Our workflow starts with the aggregation and alignment of multiple satellite imagery sources, targeted to the region of interest (ROI). The imagery is annotated using Geosurvey, a scalable web platform for visual annotation, in which experts rapidly outline and classify land use across a random subset of the ROI. The resulting data is used to train multiple machine learning models to infer relationships between land cover use and satellite imagery. Top performing models are then extrapolated across the ROI and also validated by ground teams, to produce estimated cropland maps at 10 meter resolution.
Cropland maps are essential to the development of agricultural intensification and surveillance. Example activities that are informed by cropland maps include soil sampling expeditions, plant health surveillance, agro-advisory extension programs, placement of agri-input distributors and retailers, and budget resource allocation for ministries of agriculture.
Building footprints at national scale provide essential intelligence for a broad swath of industries. Utility companies rely on building footprints for electrical grid planning. Urgent vaccine delivery requires building footprints for logistics planning. Agricultural businesses use building footprints, in conjunction with cropland and forestry maps, to plan expansion strategies.
Time series of remote sensing layers enables the visualization and prediction of spatial-temporal trends in urbanization and agricultural intensification, providing key market intelligence for governments and emerging industry players.
Nigeria has the largest workforce and economy in Sub-Saharan Africa (SSA), possessing over 25% of Africa's population. With the recent plunge in the price of oil, Nigeria is urgently seeking strategies to diversify its economy. Strong attention is being placed toward Nigeria’s agricultural sector, but many basic indicators necessary for strategic investment, such as the area of croplands under production, remain missing. By combining artificial intelligence with agronomic expertise and ground-based validation campaigns, QED has produced up-to-date maps of croplands across all 36 states of the federation, along with derived statistics that can be used to guide fertilizer policies and resource allocation. Above is an interactive slider showing a sample of our cropland maps, which exhibit an accuracy and precision exceeding 85%.

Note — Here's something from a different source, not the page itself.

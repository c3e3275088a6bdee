//! Command-line surface: argument parsing and terminal reports

pub mod args;
pub mod report;

pub use args::{Args, Command, DiffArgs, DisplayArgs, ReplayArgs, ReverseArgs, SortArg, ViewArg};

QED is at the forefront of R&D in automated field boundary detection, particularly for smallholder farming systems in Africa and Asia with small plots and high spatial variation. Field boundaries are critical for generating maps of crop types, fallow land, and estimated yields. They also support land registry and titling efforts, which are still missing in many countries. Above is an interactive example showcasing our automated field boundary detection.
Building footprints are critical for planning interventions in the energy sector and health sectors, such as for optimizing the efficient layout of power grids in rural areas in need of electrification, and designing sampling frames and randomized control trials for medical interventions. Above is an interactive example from Malawi where you can see auto-detected building footprints highlighted in teal, and surrounding croplands highlighted in magenta.